How smart city technology are supporting Dublin’s competitiveness

How smart city technology are supporting Dublin’s competitiveness

Smart Dublin is an initiative of the four Dublin local authorities to engage with smart technology providers, researchers and citizens to solve city challenges and improve city life.

Cities and governments around the world are aspiring to be ‘Smart’. While there is no clear definition of a smart city there are some common threads including a focus on the increased use of sensors and instruments that allow cities to be better monitored and managed in real time. A smart city is also considered as one whose economy is increasingly driven by technology inspired innovation and entrepreneurship that in turn will attract businesses and jobs, create efficiencies and raise the productivity and competitiveness of the public and private sectors. Smart cities also involve increased collaboration and engagement between the city authority, the academic and business sectors and, most importantly, citizens.

The creation of a Smart Dublin regional structure in 2016 was initiated to ensure that Dublin can take full advantage of some of the big tech trends that are transforming how we live and work. These trends include Mobile, Cloud Computing, the Internet of Things (IOT), Big Data, Machine Learning and Artificial Intelligence.

One of the main ideas is to turn our city challenges into opportunities for innovation, addressing areas such as traffic congestion and mobility, how we respond to extreme weather events, improving energy efficiency and environment performance for example. At the centre of this is also how we improve citizen engagement and drive more efficient service delivery.

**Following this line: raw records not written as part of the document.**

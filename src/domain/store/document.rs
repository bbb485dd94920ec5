//! The persisted dataset.
//!
//! Every operation reads one `Document`, changes a copy, and writes the whole
//! copy back. Lookups here are linear; the dataset is a single campus.

use serde::{Deserialize, Serialize};
use std::collections::BTreeMap;

use crate::domain::club::{BaseRole, Club, ClubMembership, CustomRole, MemberRole};
use crate::domain::club_event::{ClubEvent, EventStatus};
use crate::domain::foundation::{
    ClubEventId, ClubId, CustomRoleId, DomainError, ErrorCode, JoinRequestId, UserId,
};
use crate::domain::membership::JoinRequest;
use crate::domain::user::User;

#[derive(Debug, Clone, Default, PartialEq, Eq, Serialize, Deserialize)]
#[serde(rename_all = "camelCase", default)]
pub struct Document {
    pub users: Vec<User>,
    pub clubs: Vec<Club>,
    pub events: Vec<ClubEvent>,
    pub club_memberships: Vec<ClubMembership>,
    pub join_requests: Vec<JoinRequest>,
    pub custom_roles: Vec<CustomRole>,
    /// User id to PIN. Absent means the default PIN.
    pub pins: BTreeMap<String, String>,
}

impl Document {
    // ─── Users ──────────────────────────────────────────────────────────────

    pub fn user(&self, id: &UserId) -> Option<&User> {
        self.users.iter().find(|u| &u.id == id)
    }

    pub fn user_mut(&mut self, id: &UserId) -> Option<&mut User> {
        self.users.iter_mut().find(|u| &u.id == id)
    }

    pub fn require_user(&self, id: &UserId) -> Result<&User, DomainError> {
        self.user(id)
            .ok_or_else(|| DomainError::not_found(ErrorCode::UserNotFound, "User", id))
    }

    pub fn user_by_email(&self, email: &str) -> Option<&User> {
        self.users.iter().find(|u| u.has_email(email))
    }

    /// True if another account already uses `email`.
    pub fn email_taken(&self, email: &str, except: Option<&UserId>) -> bool {
        self.users
            .iter()
            .any(|u| u.has_email(email) && Some(&u.id) != except)
    }

    pub fn pin_for(&self, id: &UserId) -> Option<&str> {
        self.pins.get(id.as_str()).map(String::as_str)
    }

    // ─── Clubs ──────────────────────────────────────────────────────────────

    pub fn club(&self, id: &ClubId) -> Option<&Club> {
        self.clubs.iter().find(|c| &c.id == id)
    }

    pub fn club_mut(&mut self, id: &ClubId) -> Option<&mut Club> {
        self.clubs.iter_mut().find(|c| &c.id == id)
    }

    pub fn require_club(&self, id: &ClubId) -> Result<&Club, DomainError> {
        self.club(id)
            .ok_or_else(|| DomainError::not_found(ErrorCode::ClubNotFound, "Club", id))
    }

    /// The club a coordinator runs, if any.
    pub fn club_of_coordinator(&self, coordinator: &UserId) -> Option<&Club> {
        self.clubs.iter().find(|c| c.is_coordinated_by(coordinator))
    }

    // ─── Events ─────────────────────────────────────────────────────────────

    pub fn event(&self, id: &ClubEventId) -> Option<&ClubEvent> {
        self.events.iter().find(|e| &e.id == id)
    }

    pub fn event_mut(&mut self, id: &ClubEventId) -> Option<&mut ClubEvent> {
        self.events.iter_mut().find(|e| &e.id == id)
    }

    pub fn require_event(&self, id: &ClubEventId) -> Result<&ClubEvent, DomainError> {
        self.event(id)
            .ok_or_else(|| DomainError::not_found(ErrorCode::EventNotFound, "Event", id))
    }

    pub fn events_of_club<'a>(&'a self, club_id: &'a ClubId) -> impl Iterator<Item = &'a ClubEvent> + 'a {
        self.events.iter().filter(move |e| &e.club_id == club_id)
    }

    pub fn approved_events(&self) -> impl Iterator<Item = &ClubEvent> {
        self.events
            .iter()
            .filter(|e| e.status == EventStatus::Approved)
    }

    // ─── Memberships ────────────────────────────────────────────────────────

    pub fn membership(&self, user_id: &UserId, club_id: &ClubId) -> Option<&ClubMembership> {
        self.club_memberships
            .iter()
            .find(|m| m.is_for(user_id, club_id))
    }

    pub fn membership_mut(
        &mut self,
        user_id: &UserId,
        club_id: &ClubId,
    ) -> Option<&mut ClubMembership> {
        self.club_memberships
            .iter_mut()
            .find(|m| m.is_for(user_id, club_id))
    }

    pub fn is_member(&self, user_id: &UserId, club_id: &ClubId) -> bool {
        self.membership(user_id, club_id).is_some()
    }

    pub fn memberships_of_user<'a>(
        &'a self,
        user_id: &'a UserId,
    ) -> impl Iterator<Item = &'a ClubMembership> + 'a {
        self.club_memberships
            .iter()
            .filter(move |m| &m.user_id == user_id)
    }

    pub fn members_of_club<'a>(
        &'a self,
        club_id: &'a ClubId,
    ) -> impl Iterator<Item = &'a ClubMembership> + 'a {
        self.club_memberships
            .iter()
            .filter(move |m| &m.club_id == club_id)
    }

    pub fn member_count(&self, club_id: &ClubId) -> usize {
        self.members_of_club(club_id).count()
    }

    // ─── Join requests ──────────────────────────────────────────────────────

    pub fn join_request(&self, id: &JoinRequestId) -> Option<&JoinRequest> {
        self.join_requests.iter().find(|r| &r.id == id)
    }

    pub fn join_request_mut(&mut self, id: &JoinRequestId) -> Option<&mut JoinRequest> {
        self.join_requests.iter_mut().find(|r| &r.id == id)
    }

    pub fn require_join_request(&self, id: &JoinRequestId) -> Result<&JoinRequest, DomainError> {
        self.join_request(id).ok_or_else(|| {
            DomainError::not_found(ErrorCode::JoinRequestNotFound, "Join request", id)
        })
    }

    pub fn pending_request(&self, user_id: &UserId, club_id: &ClubId) -> Option<&JoinRequest> {
        self.join_requests
            .iter()
            .find(|r| r.is_pending() && r.is_for(user_id, club_id))
    }

    /// Pending requests for a club in the order they were made.
    pub fn pending_requests_for_club<'a>(
        &'a self,
        club_id: &'a ClubId,
    ) -> impl Iterator<Item = &'a JoinRequest> + 'a {
        self.join_requests
            .iter()
            .filter(move |r| r.is_pending() && &r.club_id == club_id)
    }

    // ─── Custom roles ───────────────────────────────────────────────────────

    pub fn custom_role(&self, id: &CustomRoleId) -> Option<&CustomRole> {
        self.custom_roles.iter().find(|r| &r.id == id)
    }

    pub fn require_custom_role(&self, id: &CustomRoleId) -> Result<&CustomRole, DomainError> {
        self.custom_role(id).ok_or_else(|| {
            DomainError::not_found(ErrorCode::CustomRoleNotFound, "Custom role", id)
        })
    }

    pub fn custom_roles_of_club<'a>(
        &'a self,
        club_id: &'a ClubId,
    ) -> impl Iterator<Item = &'a CustomRole> + 'a {
        self.custom_roles
            .iter()
            .filter(move |r| &r.club_id == club_id)
    }

    /// Base roles are valid everywhere; custom roles only in their own club.
    pub fn role_is_valid_for_club(&self, role: &MemberRole, club_id: &ClubId) -> bool {
        match role {
            MemberRole::Base(_) => true,
            MemberRole::Custom(id) => self
                .custom_role(id)
                .map(|r| &r.club_id == club_id)
                .unwrap_or(false),
            MemberRole::Legacy(_) => false,
        }
    }

    /// Human-readable name for a role.
    pub fn role_label(&self, role: &MemberRole) -> String {
        match role {
            MemberRole::Base(base) => base.label().to_string(),
            MemberRole::Custom(id) => self
                .custom_role(id)
                .map(|r| r.name.clone())
                .unwrap_or_else(|| BaseRole::Member.label().to_string()),
            MemberRole::Legacy(name) => name.clone(),
        }
    }
}

#[cfg(test)]
mod tests {
    use super::*;
    use crate::domain::store::bootstrap_document;

    fn id<T: std::str::FromStr>(s: &str) -> T
    where
        T::Err: std::fmt::Debug,
    {
        s.parse().unwrap()
    }

    #[test]
    fn empty_json_loads_as_empty_document() {
        let doc: Document = serde_json::from_str("{}").unwrap();
        assert_eq!(doc, Document::default());
    }

    #[test]
    fn missing_collections_default_to_empty() {
        let doc: Document = serde_json::from_str(r#"{"users": []}"#).unwrap();
        assert!(doc.clubs.is_empty());
        assert!(doc.pins.is_empty());
    }

    #[test]
    fn serializes_with_camel_case_collection_names() {
        let json = serde_json::to_value(Document::default()).unwrap();
        for key in [
            "users",
            "clubs",
            "events",
            "clubMemberships",
            "joinRequests",
            "customRoles",
            "pins",
        ] {
            assert!(json.get(key).is_some(), "missing {}", key);
        }
    }

    #[test]
    fn lookups_on_seed() {
        let doc = bootstrap_document();
        assert_eq!(doc.require_user(&id("3")).unwrap().name, "Mike Student");
        assert!(doc.user_by_email("JOHN@college.edu").is_some());
        assert!(doc.is_member(&id("3"), &id("1")));
        assert_eq!(doc.member_count(&id("1")), 1);
        assert_eq!(
            doc.club_of_coordinator(&id("2")).map(|c| c.id.as_str()),
            Some("1")
        );
    }

    #[test]
    fn require_reports_not_found_code() {
        let doc = Document::default();
        let err = doc.require_club(&id("99")).unwrap_err();
        assert_eq!(err.code, ErrorCode::ClubNotFound);
        assert_eq!(err.message, "Club not found: 99");
    }

    #[test]
    fn custom_roles_are_scoped_to_their_club() {
        let doc = bootstrap_document();
        let tech_lead = MemberRole::Custom(id("1"));
        assert!(doc.role_is_valid_for_club(&tech_lead, &id("1")));
        assert!(!doc.role_is_valid_for_club(&tech_lead, &id("2")));
        assert!(!doc.role_is_valid_for_club(&MemberRole::Custom(id("404")), &id("1")));
        assert!(doc.role_is_valid_for_club(&BaseRole::Treasurer.into(), &id("2")));
        assert_eq!(doc.role_label(&tech_lead), "Tech Lead");
    }

    #[test]
    fn email_taken_can_exclude_self() {
        let doc = bootstrap_document();
        assert!(doc.email_taken("mike@college.edu", None));
        assert!(!doc.email_taken("mike@college.edu", Some(&id("3"))));
    }
}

Creating new opportunities for start-ups and entrepreneurs

Smart Dublin and Enterprise Ireland are collaborating in supporting entrepreneurs to solve city challenges and are delivering one of the largest smart city innovation programmes globally. This programme is being delivered through Enterprise Ireland’s Small Business Innovation Research programme (SBIR). Over 2016 and 2017 we have launched four challenges with over €1 million funding committed to source solutions to help scale up cycling, address illegal dumping and better monitor flooding risk across Dublin. To date 23 companies have benefitted from funding of between €12,500 and €25,000 each as well as working alongside local authority teams to design and pilot their solutions across Dublin.

We are supporting companies to build new products and services pushing the realms of innovation and generating new job opportunities.

Accelerating Dublin’s smart city ambition

Dublin is making real progress on its Smart City journey. We have all the key ingredients in place to realise our potential – world leading tech companies, a vibrant ‘start up’ ecosystem, universities and a proactive city. However a real challenge is ensuring that we can keep up with the pace of technology innovation with relevant and appropriate policies, supports and regulation.

smart city dublin

Examples of how Dublin is getting smarter

A game changer was the delivery of real time passenger information (RTPI) for Dublin’s public transport system, in particular on the capital’s extensive bus network – with this information now available on signage and also as a real-time data feed to your smartphone.

Dublin’s Traffic Management Centre with its intelligent transport systems, adaptive traffic signalling, and public transport prioritisation as well as an extensive CCTV network (with over 200 networked cameras) helps to keep traffic moving across the city.

Dublindashboard.ie created by Maynooth University is one of the most comprehensive city dashboards providing access to thousands of interactive data visualisations. Phase two of the dashboard is underway and is supported through a €2 million research grant from Science Foundation Ireland.

Croke Park (one of the largest stadiums in Europe) is one of the world’s first carbon neutral stadiums and now the test bed for a suite of cutting edge Internet of Things (IoT) technologies working with companies such as Intel and Microsoft.

In order to respond more effectively to flooding we now have a network of sensors monitoring river levels, rainfall and local weather conditions in real time. The city is collaborating with Intel and the CONNECT Research Centre for Future Networks in TCD to deploy experimental low cost rainfall sensors.

Over 400 smart bins (Big Belly compactors) were deployed across Dún Laoghaire-Rathdown resulting in a significant increase in efficiencies. These bins not only collect and compact waste with real time monitoring, but also measure environmental variables and passing pedestrian numbers.

Jamie Cudden

Jamie Cudden

Jamie leads Dublin City Council’s Smart City programme and rollout of the ‘Smart Dublin’ initiative. His work cuts across the public and private sector building new opportunities to deploy smart city solutions and demonstrators. He represents Dublin on leading global industry and smart city alliances including TM Forum, Wireless Broadband Alliance, Harvard TECH Innovators Forum, and is the current President of the City Protocol Society. He has presented at events such as GSMA MWC, Dubai IOTx, Barcelona Smart City Expo and IOT world.